## About this task:
Of the material below, only the lines from the line containing "the card network." down to the line containing "impl RequestType for RefundCharge" belong in the answer, written out exactly.

## Data for this exercise:

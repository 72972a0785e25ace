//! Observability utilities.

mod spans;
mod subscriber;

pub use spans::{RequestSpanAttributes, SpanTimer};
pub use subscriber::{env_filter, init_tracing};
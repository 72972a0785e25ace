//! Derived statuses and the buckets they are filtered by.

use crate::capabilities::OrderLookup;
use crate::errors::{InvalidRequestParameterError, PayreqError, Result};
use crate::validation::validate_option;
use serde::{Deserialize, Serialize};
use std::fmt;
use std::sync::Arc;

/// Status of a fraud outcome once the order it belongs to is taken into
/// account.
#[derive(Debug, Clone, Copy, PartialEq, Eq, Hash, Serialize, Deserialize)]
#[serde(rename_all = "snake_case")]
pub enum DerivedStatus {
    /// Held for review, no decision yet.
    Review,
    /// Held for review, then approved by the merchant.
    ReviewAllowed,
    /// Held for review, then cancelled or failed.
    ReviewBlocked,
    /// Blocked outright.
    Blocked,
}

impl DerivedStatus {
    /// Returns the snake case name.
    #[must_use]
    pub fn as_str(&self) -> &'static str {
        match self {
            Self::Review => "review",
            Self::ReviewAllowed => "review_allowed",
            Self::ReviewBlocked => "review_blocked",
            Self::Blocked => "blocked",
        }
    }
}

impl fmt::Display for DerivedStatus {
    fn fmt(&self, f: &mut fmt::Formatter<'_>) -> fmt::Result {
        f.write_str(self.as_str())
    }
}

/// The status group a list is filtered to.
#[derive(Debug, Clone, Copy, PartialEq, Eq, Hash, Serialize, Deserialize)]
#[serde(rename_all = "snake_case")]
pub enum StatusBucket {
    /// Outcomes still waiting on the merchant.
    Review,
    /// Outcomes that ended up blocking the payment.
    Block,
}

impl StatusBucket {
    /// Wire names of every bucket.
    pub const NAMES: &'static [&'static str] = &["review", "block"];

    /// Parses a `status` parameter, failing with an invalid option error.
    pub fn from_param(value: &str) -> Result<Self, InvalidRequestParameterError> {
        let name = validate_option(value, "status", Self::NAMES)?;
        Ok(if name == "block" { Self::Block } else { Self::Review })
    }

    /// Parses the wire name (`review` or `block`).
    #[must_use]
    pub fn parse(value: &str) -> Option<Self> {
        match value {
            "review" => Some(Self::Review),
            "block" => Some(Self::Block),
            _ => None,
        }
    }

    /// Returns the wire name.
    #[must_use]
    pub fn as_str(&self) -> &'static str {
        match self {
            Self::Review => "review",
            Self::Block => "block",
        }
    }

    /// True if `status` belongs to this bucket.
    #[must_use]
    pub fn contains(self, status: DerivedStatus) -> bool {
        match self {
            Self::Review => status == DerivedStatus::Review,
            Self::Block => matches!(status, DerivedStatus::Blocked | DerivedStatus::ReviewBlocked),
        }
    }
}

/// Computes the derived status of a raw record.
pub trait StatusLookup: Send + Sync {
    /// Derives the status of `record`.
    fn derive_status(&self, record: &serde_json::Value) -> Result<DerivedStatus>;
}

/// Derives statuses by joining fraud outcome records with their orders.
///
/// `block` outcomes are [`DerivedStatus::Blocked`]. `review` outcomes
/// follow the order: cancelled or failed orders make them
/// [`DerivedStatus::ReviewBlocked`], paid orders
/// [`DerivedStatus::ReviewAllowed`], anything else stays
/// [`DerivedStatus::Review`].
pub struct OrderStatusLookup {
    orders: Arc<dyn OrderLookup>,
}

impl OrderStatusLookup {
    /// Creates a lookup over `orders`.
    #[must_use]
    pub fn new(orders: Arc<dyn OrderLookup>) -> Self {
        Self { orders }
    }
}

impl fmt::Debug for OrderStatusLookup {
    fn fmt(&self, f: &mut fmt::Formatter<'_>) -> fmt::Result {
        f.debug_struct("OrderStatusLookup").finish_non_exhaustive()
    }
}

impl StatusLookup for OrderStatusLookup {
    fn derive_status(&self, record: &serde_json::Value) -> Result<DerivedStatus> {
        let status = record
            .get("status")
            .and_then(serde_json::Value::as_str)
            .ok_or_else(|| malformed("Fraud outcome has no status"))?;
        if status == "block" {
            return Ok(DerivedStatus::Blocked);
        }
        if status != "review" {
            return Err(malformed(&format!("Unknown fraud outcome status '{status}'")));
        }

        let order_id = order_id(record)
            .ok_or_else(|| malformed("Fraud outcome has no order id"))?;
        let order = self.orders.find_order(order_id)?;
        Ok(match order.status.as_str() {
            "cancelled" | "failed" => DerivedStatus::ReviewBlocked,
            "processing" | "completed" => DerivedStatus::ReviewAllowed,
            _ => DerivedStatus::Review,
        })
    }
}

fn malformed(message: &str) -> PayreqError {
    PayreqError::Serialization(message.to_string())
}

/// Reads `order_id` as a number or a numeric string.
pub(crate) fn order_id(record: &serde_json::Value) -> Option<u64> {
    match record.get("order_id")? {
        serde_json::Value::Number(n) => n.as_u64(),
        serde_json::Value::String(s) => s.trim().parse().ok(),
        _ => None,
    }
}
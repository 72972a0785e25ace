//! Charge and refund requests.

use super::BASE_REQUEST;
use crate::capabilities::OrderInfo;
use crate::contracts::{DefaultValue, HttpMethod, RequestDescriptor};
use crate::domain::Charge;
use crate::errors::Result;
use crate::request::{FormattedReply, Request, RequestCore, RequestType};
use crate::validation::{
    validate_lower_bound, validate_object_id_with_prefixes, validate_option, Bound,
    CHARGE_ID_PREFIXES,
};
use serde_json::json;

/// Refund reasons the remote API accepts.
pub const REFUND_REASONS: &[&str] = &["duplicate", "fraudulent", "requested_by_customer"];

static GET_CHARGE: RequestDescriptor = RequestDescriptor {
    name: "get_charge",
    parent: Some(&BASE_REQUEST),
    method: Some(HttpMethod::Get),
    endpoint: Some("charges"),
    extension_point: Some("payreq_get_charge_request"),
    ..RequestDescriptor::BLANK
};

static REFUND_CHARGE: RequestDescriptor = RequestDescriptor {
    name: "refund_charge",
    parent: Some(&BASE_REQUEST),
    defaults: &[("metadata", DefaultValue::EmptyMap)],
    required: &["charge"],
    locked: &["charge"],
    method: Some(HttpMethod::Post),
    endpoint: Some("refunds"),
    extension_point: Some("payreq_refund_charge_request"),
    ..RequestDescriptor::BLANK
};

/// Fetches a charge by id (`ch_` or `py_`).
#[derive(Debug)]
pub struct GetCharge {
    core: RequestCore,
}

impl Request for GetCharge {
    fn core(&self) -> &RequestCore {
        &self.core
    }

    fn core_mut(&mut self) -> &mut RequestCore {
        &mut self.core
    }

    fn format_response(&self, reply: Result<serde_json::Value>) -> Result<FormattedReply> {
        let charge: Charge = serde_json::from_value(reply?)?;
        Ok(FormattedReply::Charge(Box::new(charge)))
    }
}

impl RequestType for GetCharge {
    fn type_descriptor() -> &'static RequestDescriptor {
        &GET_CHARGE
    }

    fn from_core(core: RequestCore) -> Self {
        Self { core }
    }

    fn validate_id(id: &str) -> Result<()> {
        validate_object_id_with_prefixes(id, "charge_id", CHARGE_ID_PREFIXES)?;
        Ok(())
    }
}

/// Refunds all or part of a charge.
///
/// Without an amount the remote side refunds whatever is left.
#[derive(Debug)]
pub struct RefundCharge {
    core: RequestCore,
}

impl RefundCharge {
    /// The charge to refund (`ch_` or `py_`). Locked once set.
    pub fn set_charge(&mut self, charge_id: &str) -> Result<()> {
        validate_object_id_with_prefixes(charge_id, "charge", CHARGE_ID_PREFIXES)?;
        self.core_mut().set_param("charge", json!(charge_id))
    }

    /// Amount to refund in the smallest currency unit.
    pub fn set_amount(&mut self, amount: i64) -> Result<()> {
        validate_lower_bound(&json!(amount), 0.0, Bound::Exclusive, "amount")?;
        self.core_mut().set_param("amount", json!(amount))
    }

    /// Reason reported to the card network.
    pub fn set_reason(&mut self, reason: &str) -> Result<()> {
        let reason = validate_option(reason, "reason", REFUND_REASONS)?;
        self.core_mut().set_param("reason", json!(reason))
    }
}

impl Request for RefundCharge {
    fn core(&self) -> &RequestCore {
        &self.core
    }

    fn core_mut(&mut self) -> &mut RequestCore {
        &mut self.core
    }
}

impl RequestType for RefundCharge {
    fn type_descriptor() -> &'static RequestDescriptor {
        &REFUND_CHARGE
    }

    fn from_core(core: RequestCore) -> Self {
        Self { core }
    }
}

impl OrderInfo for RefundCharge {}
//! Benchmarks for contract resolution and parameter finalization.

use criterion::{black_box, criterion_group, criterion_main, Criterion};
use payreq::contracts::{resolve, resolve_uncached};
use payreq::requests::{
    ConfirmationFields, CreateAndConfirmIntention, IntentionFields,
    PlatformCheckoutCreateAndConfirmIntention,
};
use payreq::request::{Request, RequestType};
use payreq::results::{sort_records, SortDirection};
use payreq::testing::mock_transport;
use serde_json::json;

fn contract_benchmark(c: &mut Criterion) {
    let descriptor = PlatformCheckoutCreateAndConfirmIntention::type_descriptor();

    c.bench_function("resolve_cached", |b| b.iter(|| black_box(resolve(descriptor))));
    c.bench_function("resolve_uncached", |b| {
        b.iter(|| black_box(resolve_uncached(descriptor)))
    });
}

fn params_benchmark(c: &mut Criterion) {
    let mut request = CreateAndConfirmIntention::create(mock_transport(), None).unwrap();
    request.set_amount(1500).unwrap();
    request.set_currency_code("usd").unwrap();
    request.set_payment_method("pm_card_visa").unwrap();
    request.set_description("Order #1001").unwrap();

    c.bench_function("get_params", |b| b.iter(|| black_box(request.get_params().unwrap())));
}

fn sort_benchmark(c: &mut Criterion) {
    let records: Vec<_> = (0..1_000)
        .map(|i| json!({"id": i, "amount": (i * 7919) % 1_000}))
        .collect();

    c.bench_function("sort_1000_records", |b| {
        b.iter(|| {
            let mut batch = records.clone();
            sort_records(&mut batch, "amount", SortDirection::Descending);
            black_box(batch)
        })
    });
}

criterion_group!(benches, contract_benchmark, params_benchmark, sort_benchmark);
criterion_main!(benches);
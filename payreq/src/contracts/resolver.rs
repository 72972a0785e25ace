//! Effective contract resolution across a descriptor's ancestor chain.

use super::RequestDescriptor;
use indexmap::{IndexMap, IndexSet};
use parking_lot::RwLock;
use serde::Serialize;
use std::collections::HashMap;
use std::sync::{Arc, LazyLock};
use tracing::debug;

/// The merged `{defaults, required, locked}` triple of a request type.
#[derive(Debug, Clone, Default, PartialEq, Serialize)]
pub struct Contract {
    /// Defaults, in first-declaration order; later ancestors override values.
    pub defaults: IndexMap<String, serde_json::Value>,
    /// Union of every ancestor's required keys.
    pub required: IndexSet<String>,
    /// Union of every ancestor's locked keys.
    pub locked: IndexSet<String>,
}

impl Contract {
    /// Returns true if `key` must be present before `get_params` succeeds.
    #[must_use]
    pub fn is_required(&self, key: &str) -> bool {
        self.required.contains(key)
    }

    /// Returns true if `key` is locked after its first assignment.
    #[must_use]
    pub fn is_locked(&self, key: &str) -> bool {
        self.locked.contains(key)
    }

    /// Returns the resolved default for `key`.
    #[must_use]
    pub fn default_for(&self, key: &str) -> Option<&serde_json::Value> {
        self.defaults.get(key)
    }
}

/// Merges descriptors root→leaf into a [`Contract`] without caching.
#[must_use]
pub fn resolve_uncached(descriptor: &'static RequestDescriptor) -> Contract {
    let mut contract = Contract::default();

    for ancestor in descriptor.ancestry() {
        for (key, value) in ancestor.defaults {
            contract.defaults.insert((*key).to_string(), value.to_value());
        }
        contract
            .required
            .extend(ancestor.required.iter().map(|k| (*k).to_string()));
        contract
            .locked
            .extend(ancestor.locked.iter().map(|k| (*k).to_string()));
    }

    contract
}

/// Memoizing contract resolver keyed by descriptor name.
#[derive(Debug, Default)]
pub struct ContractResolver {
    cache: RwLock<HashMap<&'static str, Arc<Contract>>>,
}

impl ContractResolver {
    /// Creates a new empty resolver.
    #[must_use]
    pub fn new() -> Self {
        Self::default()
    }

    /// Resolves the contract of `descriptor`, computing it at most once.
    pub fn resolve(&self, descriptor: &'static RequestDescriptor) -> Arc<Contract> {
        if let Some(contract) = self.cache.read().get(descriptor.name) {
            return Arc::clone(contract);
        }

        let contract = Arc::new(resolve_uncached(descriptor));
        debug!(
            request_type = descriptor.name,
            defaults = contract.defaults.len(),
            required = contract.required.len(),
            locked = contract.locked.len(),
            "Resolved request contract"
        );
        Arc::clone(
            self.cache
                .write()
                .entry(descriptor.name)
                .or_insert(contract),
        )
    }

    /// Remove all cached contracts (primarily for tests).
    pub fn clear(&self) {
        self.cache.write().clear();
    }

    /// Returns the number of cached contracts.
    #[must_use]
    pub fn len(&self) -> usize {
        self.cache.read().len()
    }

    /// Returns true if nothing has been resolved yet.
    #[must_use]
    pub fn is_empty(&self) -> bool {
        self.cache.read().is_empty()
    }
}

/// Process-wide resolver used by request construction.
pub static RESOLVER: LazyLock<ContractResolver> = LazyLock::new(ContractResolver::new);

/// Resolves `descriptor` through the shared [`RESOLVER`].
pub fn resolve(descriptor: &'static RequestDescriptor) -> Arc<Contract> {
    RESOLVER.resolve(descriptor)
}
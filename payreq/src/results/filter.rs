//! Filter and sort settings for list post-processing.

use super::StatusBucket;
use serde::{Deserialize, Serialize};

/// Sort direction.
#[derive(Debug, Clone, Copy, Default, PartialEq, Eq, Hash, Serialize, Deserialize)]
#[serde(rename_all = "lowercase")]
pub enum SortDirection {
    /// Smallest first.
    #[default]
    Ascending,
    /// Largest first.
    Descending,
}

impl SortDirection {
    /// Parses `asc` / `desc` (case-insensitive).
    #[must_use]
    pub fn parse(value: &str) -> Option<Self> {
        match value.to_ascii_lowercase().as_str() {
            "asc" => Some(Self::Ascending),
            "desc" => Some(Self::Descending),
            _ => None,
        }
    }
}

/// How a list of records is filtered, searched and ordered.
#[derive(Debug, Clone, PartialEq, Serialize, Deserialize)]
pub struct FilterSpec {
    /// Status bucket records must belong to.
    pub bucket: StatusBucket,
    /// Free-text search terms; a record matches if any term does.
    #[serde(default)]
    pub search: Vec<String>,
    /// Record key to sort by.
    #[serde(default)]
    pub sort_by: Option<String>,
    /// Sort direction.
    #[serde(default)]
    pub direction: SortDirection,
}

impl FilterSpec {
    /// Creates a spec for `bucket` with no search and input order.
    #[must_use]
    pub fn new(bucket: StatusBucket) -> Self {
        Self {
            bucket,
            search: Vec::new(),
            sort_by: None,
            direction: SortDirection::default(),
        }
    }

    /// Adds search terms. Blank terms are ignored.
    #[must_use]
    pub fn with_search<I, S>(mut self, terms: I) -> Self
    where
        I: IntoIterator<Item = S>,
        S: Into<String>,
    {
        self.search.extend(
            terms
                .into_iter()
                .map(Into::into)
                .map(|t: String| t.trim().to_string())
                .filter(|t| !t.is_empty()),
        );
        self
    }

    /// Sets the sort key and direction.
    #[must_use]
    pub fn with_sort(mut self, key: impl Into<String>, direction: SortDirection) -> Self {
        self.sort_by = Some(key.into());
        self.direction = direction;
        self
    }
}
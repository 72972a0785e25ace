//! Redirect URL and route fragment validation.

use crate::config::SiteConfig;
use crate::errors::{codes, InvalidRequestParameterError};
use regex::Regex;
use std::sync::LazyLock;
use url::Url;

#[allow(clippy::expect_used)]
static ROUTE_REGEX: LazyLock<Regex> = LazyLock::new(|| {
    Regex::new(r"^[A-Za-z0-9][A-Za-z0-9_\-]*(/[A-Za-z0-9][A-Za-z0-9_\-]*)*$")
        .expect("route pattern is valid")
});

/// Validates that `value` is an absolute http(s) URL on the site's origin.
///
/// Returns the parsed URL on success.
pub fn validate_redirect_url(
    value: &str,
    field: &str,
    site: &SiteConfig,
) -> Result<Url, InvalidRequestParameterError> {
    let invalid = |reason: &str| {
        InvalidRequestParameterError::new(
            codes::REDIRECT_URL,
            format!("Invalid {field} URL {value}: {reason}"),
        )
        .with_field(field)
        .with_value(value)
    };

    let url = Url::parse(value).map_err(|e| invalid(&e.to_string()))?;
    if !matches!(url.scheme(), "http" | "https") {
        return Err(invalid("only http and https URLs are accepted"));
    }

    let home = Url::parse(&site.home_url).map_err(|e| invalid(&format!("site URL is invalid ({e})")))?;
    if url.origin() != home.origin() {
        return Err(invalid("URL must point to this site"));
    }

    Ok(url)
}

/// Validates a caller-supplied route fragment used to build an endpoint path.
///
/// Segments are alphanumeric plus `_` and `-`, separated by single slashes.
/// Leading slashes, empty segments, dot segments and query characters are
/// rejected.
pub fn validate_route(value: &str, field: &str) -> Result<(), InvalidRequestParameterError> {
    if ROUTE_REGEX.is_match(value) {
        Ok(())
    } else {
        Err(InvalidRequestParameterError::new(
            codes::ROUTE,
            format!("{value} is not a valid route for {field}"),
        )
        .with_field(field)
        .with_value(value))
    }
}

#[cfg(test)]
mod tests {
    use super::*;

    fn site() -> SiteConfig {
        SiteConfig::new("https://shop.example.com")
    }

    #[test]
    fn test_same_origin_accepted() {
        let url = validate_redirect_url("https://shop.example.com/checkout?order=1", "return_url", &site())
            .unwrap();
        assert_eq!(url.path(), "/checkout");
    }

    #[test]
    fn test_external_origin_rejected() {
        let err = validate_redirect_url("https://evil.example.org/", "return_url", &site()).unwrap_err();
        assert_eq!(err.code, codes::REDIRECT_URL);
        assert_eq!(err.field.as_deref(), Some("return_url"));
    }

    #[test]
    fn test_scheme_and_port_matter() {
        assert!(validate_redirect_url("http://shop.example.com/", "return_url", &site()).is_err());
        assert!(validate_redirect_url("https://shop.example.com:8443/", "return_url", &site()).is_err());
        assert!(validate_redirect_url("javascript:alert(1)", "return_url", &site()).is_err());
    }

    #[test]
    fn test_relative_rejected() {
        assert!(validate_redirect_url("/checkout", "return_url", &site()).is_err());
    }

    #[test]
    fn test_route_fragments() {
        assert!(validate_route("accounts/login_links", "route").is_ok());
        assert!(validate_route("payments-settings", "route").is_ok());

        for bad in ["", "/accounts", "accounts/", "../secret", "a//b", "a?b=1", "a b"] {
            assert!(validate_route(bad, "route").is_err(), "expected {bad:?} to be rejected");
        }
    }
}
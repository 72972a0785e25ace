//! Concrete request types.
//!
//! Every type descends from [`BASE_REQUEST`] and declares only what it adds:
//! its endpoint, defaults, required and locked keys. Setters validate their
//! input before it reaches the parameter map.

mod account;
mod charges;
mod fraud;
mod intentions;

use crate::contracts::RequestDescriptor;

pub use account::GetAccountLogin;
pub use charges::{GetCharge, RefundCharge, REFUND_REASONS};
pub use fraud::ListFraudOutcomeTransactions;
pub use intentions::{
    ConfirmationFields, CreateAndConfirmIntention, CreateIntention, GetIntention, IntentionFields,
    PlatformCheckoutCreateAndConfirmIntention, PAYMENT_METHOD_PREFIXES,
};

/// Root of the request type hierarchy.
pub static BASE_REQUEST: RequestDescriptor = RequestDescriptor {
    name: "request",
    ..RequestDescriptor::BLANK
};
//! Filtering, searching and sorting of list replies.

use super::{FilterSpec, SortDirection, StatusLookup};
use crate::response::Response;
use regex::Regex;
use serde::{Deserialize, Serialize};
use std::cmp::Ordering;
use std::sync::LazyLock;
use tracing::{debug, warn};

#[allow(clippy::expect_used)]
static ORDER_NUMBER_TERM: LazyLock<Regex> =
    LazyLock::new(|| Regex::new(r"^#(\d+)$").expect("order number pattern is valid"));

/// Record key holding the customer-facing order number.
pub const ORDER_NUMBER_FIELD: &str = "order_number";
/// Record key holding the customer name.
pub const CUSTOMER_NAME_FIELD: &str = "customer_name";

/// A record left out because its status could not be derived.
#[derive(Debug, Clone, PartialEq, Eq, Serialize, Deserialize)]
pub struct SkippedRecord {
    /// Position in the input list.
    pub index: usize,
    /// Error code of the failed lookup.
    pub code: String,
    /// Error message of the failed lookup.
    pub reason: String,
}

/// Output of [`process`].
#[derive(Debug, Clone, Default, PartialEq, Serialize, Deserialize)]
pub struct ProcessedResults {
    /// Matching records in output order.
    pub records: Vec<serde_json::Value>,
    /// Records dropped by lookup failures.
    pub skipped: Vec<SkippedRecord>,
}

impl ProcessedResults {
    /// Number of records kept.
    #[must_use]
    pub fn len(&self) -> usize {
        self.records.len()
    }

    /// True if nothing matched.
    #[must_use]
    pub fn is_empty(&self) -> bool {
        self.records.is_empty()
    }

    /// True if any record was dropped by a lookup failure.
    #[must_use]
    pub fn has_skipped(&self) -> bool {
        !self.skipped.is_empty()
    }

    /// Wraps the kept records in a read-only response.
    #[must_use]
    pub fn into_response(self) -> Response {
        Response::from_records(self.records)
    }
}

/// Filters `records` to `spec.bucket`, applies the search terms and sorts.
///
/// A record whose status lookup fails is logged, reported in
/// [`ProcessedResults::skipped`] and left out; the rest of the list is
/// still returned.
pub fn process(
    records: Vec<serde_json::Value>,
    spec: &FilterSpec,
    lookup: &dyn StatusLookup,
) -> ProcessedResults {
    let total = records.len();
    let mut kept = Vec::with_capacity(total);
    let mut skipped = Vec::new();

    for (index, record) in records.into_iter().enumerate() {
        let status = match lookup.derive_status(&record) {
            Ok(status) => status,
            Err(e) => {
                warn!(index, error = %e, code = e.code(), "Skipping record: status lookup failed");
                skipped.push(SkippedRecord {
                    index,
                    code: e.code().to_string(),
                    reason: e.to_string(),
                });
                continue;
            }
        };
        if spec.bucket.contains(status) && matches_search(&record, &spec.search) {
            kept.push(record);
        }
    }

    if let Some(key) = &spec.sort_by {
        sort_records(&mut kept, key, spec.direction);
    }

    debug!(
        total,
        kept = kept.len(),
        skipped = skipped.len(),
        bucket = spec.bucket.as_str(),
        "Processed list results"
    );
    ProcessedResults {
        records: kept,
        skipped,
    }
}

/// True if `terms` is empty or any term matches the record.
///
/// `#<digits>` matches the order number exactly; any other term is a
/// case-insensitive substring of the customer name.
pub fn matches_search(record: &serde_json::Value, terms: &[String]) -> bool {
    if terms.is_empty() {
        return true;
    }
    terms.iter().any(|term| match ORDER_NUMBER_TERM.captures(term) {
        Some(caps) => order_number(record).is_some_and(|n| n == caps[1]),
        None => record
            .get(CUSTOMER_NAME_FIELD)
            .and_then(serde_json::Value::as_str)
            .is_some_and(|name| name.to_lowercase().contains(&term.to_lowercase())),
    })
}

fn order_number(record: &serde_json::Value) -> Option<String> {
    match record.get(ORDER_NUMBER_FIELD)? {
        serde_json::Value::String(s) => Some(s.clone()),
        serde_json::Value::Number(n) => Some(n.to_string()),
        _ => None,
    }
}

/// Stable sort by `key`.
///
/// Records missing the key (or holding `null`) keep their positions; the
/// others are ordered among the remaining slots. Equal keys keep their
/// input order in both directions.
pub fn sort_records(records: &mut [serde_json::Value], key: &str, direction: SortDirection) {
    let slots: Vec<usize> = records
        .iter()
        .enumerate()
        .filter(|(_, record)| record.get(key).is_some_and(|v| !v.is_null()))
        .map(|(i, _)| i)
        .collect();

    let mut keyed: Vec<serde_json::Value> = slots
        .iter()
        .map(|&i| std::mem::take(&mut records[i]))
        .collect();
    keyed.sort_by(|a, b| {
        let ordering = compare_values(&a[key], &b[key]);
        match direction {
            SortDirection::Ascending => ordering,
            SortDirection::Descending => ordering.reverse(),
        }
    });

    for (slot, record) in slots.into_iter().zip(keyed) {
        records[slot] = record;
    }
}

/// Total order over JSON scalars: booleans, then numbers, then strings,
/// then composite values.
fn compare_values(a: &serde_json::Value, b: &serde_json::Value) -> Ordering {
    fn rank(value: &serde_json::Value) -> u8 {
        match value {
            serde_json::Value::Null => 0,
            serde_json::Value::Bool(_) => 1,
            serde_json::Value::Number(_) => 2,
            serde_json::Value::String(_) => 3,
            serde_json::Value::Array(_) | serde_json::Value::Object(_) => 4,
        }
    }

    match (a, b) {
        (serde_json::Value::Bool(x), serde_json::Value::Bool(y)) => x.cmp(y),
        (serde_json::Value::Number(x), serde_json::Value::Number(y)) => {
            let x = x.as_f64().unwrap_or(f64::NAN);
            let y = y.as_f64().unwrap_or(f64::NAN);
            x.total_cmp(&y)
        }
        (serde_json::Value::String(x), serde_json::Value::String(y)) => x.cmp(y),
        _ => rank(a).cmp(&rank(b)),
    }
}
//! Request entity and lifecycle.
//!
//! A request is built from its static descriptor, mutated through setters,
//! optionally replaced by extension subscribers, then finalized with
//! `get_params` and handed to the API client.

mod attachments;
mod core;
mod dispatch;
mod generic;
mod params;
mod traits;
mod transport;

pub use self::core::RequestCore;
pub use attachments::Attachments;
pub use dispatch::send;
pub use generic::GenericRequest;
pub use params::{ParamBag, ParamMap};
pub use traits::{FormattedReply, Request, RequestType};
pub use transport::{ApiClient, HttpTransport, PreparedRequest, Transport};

## Answer to this task:
    /// Reason reported to the card network.
    pub fn set_reason(&mut self, reason: &str) -> Result<()> {
        let reason = validate_option(reason, "reason", REFUND_REASONS)?;
        self.core_mut().set_param("reason", json!(reason))
    }
}

impl Request for RefundCharge {
    fn core(&self) -> &RequestCore {
        &self.core
    }

    fn core_mut(&mut self) -> &mut RequestCore {
        &mut self.core
    }
}

impl RequestType for RefundCharge {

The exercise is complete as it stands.